The sacred edifice, as the dwelling of the god to whom it is dedicated, leads to such names as E-Zida, 'the true house or fixed house,'[1398] the famous temple to Nabu in Borsippa; E-dur-gina,[1399] 'the house of the established seat,' a temple of Bel-sarbi[1400] in Baz; E-ki-dur[1401]-garza, 'the sacred dwelling,' a temple to Nin-lil-anna in Babylon; E-kua, 'the dwelling-house,' the name of the papakhu of Marduk in E-Sagila; E-gi-umunna, 'the permanent dwelling'; E-esh[1402]-gi, a shrine to Nin-girsu at Lagash with the same meaning, 'permanent house.'

Another class is formed by such names as are suggested by the attributes of the deity to whom the edifices are dedicated. Such are E-babbara, 'the brilliant house,' which, as the name of the temples to Shamash at Sippar and Larsa, recalls at once the character of the sun-god. Similarly, E-gish-shir-gal, 'the house of the great luminary,' was an appropriate name for the temple to the moon-god at Ur. The staff or sceptre being the symbol of the god Nabu, suggests as the name of a sanctuary to him in Babylonia, the name E-pad-kalama-suma, 'the house of him who gives the sceptre of the world,' while the character of Shamash as the god of justice finds an expression in the name E-ditar-kalama, 'the house of the universal judge,' given to his temple or chapel in Babylon. The association of the number fifty with Ningirsu-Ninib leads to the name E-ninnu, 'house of fifty,'[1403] for his temple in Lagash. Again, the position of Anu in the pantheon accounts for the name E-adda, 'house of the father,' given to his temple, just as E-nin-makh, 'the house of the great lady,' the name of a chapel in Babylon, at once recalls a goddess like Ishtar. Other names that describe a temple by epithets of the gods to whom they are sacred, are E-nun-makh, 'the house of the great lord,' descriptive of Sin; E-me-te-ur-sagga, 'the house of the glory of the warrior,' a temple sacred to Zamama-Ninib; E-U-gal, 'the house of the great lord,' a temple to En-lil. A name like E-edinna, 'house of the field,' a temple to the consort of Shamash at Sippar, may also have been suggested by some attribute of the goddess.[1404]

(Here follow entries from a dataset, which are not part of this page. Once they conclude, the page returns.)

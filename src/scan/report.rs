//! Outcome of one scan pass.

use super::gate::StepResult;
use super::retry_ledger::FailedStep;
use crate::error::AppResult;
use chrono::{DateTime, Utc};
use serde::{Deserialize, Serialize};
use std::collections::HashSet;
use std::path::Path;
use uuid::Uuid;

/// Every measured step and every failure of a pass.
#[derive(Debug, Clone, Serialize, Deserialize)]
pub struct ScanReport {
    /// Controller session that produced the pass.
    pub session_id: Uuid,
    /// When the pass began.
    pub started_at: DateTime<Utc>,
    /// When the pass ended, `None` while running.
    pub finished_at: Option<DateTime<Utc>>,
    /// Whether this pass replayed a retry ledger.
    pub retry_pass: bool,
    /// Gate output for every step that produced measurements, valid or not.
    pub results: Vec<StepResult>,
    /// Everything recorded in the ledger during this pass.
    pub failures: Vec<FailedStep>,
}

impl ScanReport {
    /// Empty report starting now.
    pub fn new(session_id: Uuid, retry_pass: bool) -> Self {
        Self {
            session_id,
            started_at: Utc::now(),
            finished_at: None,
            retry_pass,
            results: Vec::new(),
            failures: Vec::new(),
        }
    }

    /// Stamp the finish time.
    pub fn finish(&mut self) {
        self.finished_at = Some(Utc::now());
    }

    /// Steps that passed the gate.
    pub fn accepted(&self) -> usize {
        self.results.iter().filter(|r| r.valid).count()
    }

    /// Distinct steps that ended up in the ledger.
    pub fn failed_steps(&self) -> usize {
        self.failures
            .iter()
            .map(|f| f.step_index)
            .collect::<HashSet<_>>()
            .len()
    }

    /// Fold a rerun pass into this one. Results and failures for every step
    /// the rerun attempted are replaced by the rerun's.
    pub fn merge_rerun(&mut self, rerun: ScanReport) {
        let attempted: HashSet<u32> = rerun
            .results
            .iter()
            .map(|r| r.step_index)
            .chain(rerun.failures.iter().map(|f| f.step_index))
            .collect();

        self.results.retain(|r| !attempted.contains(&r.step_index));
        self.failures.retain(|f| !attempted.contains(&f.step_index));
        self.results.extend(rerun.results);
        self.failures.extend(rerun.failures);
        self.results.sort_by_key(|r| r.step_index);
        if rerun.finished_at > self.finished_at {
            self.finished_at = rerun.finished_at;
        }
    }

    /// Fold this rerun into the results a previous pass wrote to `path`.
    ///
    /// The CSV holds gate results only, so failures come from this rerun
    /// alone. A missing file leaves the rerun as it is.
    pub fn onto_previous_results(self, path: impl AsRef<Path>) -> AppResult<ScanReport> {
        let path = path.as_ref();
        if !path.exists() {
            return Ok(self);
        }
        let mut merged = ScanReport {
            session_id: self.session_id,
            started_at: self.started_at,
            finished_at: None,
            retry_pass: self.retry_pass,
            results: Self::read_results_csv(path)?,
            failures: Vec::new(),
        };
        merged.merge_rerun(self);
        Ok(merged)
    }

    /// Read rows written by [`ScanReport::write_results_csv`].
    pub fn read_results_csv(path: impl AsRef<Path>) -> AppResult<Vec<StepResult>> {
        let mut reader = csv::Reader::from_path(path).map_err(std::io::Error::from)?;
        let mut results = Vec::new();
        for row in reader.deserialize::<CsvRecord>() {
            results.push(row.map_err(std::io::Error::from)?.into());
        }
        Ok(results)
    }

    /// Write the gate results as CSV, one row per step.
    pub fn write_results_csv(&self, path: impl AsRef<Path>) -> AppResult<()> {
        let mut writer = csv::Writer::from_path(path).map_err(std::io::Error::from)?;
        for result in &self.results {
            writer
                .serialize(CsvRow::from(result))
                .map_err(std::io::Error::from)?;
        }
        writer.flush()?;
        Ok(())
    }
}

#[derive(Serialize)]
struct CsvRow<'a> {
    step_index: u32,
    avg_frequency: f64,
    freq_stddev: f64,
    avg_intensity: f64,
    intensity_stddev: f64,
    n_freq_samples: u32,
    n_intensity_samples: u32,
    valid: bool,
    reason: &'a str,
}

impl<'a> From<&'a StepResult> for CsvRow<'a> {
    fn from(r: &'a StepResult) -> Self {
        Self {
            step_index: r.step_index,
            avg_frequency: r.avg_frequency,
            freq_stddev: r.freq_stddev,
            avg_intensity: r.avg_intensity,
            intensity_stddev: r.intensity_stddev,
            n_freq_samples: r.n_freq_samples,
            n_intensity_samples: r.n_intensity_samples,
            valid: r.valid,
            reason: r.reason.as_deref().unwrap_or(""),
        }
    }
}

#[derive(Deserialize)]
struct CsvRecord {
    step_index: u32,
    avg_frequency: f64,
    freq_stddev: f64,
    avg_intensity: f64,
    intensity_stddev: f64,
    n_freq_samples: u32,
    n_intensity_samples: u32,
    valid: bool,
    reason: String,
}

impl From<CsvRecord> for StepResult {
    fn from(r: CsvRecord) -> Self {
        Self {
            step_index: r.step_index,
            avg_frequency: r.avg_frequency,
            freq_stddev: r.freq_stddev,
            avg_intensity: r.avg_intensity,
            intensity_stddev: r.intensity_stddev,
            n_freq_samples: r.n_freq_samples,
            n_intensity_samples: r.n_intensity_samples,
            valid: r.valid,
            reason: (!r.reason.is_empty()).then_some(r.reason),
        }
    }
}

#[cfg(test)]
mod tests {
    use super::*;

    fn result(step_index: u32, valid: bool) -> StepResult {
        StepResult {
            step_index,
            avg_frequency: 1.0,
            freq_stddev: 0.0,
            avg_intensity: 1.0,
            intensity_stddev: 0.0,
            n_freq_samples: 10,
            n_intensity_samples: 10,
            valid,
            reason: (!valid).then(|| "intensity unstable".to_string()),
        }
    }

    fn failure(step_index: u32, reason: &str) -> FailedStep {
        FailedStep {
            step_index,
            voltage: step_index as f64,
            reason: reason.to_string(),
        }
    }

    #[test]
    fn rerun_replaces_attempted_steps_only() {
        let mut first = ScanReport::new(Uuid::new_v4(), false);
        first.results = vec![result(0, false), result(1, true), result(2, false)];
        first.failures = vec![
            failure(0, "intensity unstable"),
            failure(2, "intensity unstable"),
            failure(3, "protocol-timeout"),
        ];

        let mut rerun = ScanReport::new(Uuid::new_v4(), true);
        rerun.results = vec![result(0, true), result(2, false)];
        rerun.failures = vec![failure(2, "frequency unstable")];
        rerun.finish();

        first.merge_rerun(rerun);
        assert_eq!(first.accepted(), 2);
        assert_eq!(
            first.results.iter().map(|r| r.step_index).collect::<Vec<_>>(),
            vec![0, 1, 2]
        );
        let reasons: Vec<(u32, &str)> = first
            .failures
            .iter()
            .map(|f| (f.step_index, f.reason.as_str()))
            .collect();
        assert_eq!(reasons, vec![(3, "protocol-timeout"), (2, "frequency unstable")]);
        assert_eq!(first.failed_steps(), 2);
        assert!(first.finished_at.is_some());
    }

    #[test]
    fn results_csv_has_header_and_rows() {
        let dir = tempfile::tempdir().unwrap();
        let path = dir.path().join("results.csv");
        let mut report = ScanReport::new(Uuid::new_v4(), false);
        report.results = vec![result(0, true), result(1, false)];
        report.write_results_csv(&path).unwrap();

        let text = std::fs::read_to_string(&path).unwrap();
        let mut lines = text.lines();
        assert!(lines.next().unwrap().starts_with("step_index,avg_frequency"));
        assert_eq!(lines.count(), 2);
        assert!(text.contains("intensity unstable"));
    }

    #[test]
    fn rerun_is_folded_onto_previous_results_file() {
        let dir = tempfile::tempdir().unwrap();
        let path = dir.path().join("results.csv");
        let mut first = ScanReport::new(Uuid::new_v4(), false);
        first.results = vec![result(0, true), result(1, false), result(2, false)];
        first.write_results_csv(&path).unwrap();
        assert_eq!(ScanReport::read_results_csv(&path).unwrap(), first.results);

        let mut rerun = ScanReport::new(Uuid::new_v4(), true);
        rerun.results = vec![result(1, true), result(2, false)];
        rerun.failures = vec![failure(2, "intensity unstable")];
        rerun.finish();
        let rerun_id = rerun.session_id;

        let merged = rerun.onto_previous_results(&path).unwrap();
        assert_eq!(merged.session_id, rerun_id);
        assert!(merged.retry_pass);
        assert_eq!(merged.accepted(), 2);
        assert_eq!(
            merged.results.iter().map(|r| (r.step_index, r.valid)).collect::<Vec<_>>(),
            vec![(0, true), (1, true), (2, false)]
        );
        assert_eq!(merged.failed_steps(), 1);
        assert!(merged.finished_at.is_some());
    }

    #[test]
    fn missing_previous_results_keep_the_rerun() {
        let dir = tempfile::tempdir().unwrap();
        let mut rerun = ScanReport::new(Uuid::new_v4(), true);
        rerun.results = vec![result(4, true)];
        let merged = rerun
            .onto_previous_results(dir.path().join("absent.csv"))
            .unwrap();
        assert_eq!(merged.results.len(), 1);
    }
}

Lastly, we have a class of names that might be described as purely ornamental, or as embodying a pious wish. Of such we have a large number. Examples of this class are E-tila, 'house of life.' Names extolling the glory and splendor of the temples are common. In a list of temples[1405] we find such designations as 'house of light,' 'house of the brilliant precinct,' 'great place,' 'lofty and brilliant wall,'[1406] 'house of great splendor,' 'the splendor of heaven and earth,' 'house without a rival,' 'light of Shamash.' The seat of Sarpanitum in E-Sagila, is known as 'the gate of widespread splendor'; E-salgisa, 'the treasury,' as the name of a temple in Girsu, may belong here. A temple to Gula in Sippar was called E-ulla; that is, 'the beautiful house.' The old temple to Sin at Harran bore the significant name E-khulkhul, 'house of joys,' while the pious wish of the worshipper is again expressed in the name 'threshold of long life,' given to the zikkurat in Sippar.[1407] Among a series of names,[1408] illustrating the religious sentiments of the people are the following: 'the heart of Shamash,' 'the house of hearkening to prayers,'[1409] 'the house full of joy,' 'the brilliant house,' 'the life of the world,' 'the place of fates,' and the like.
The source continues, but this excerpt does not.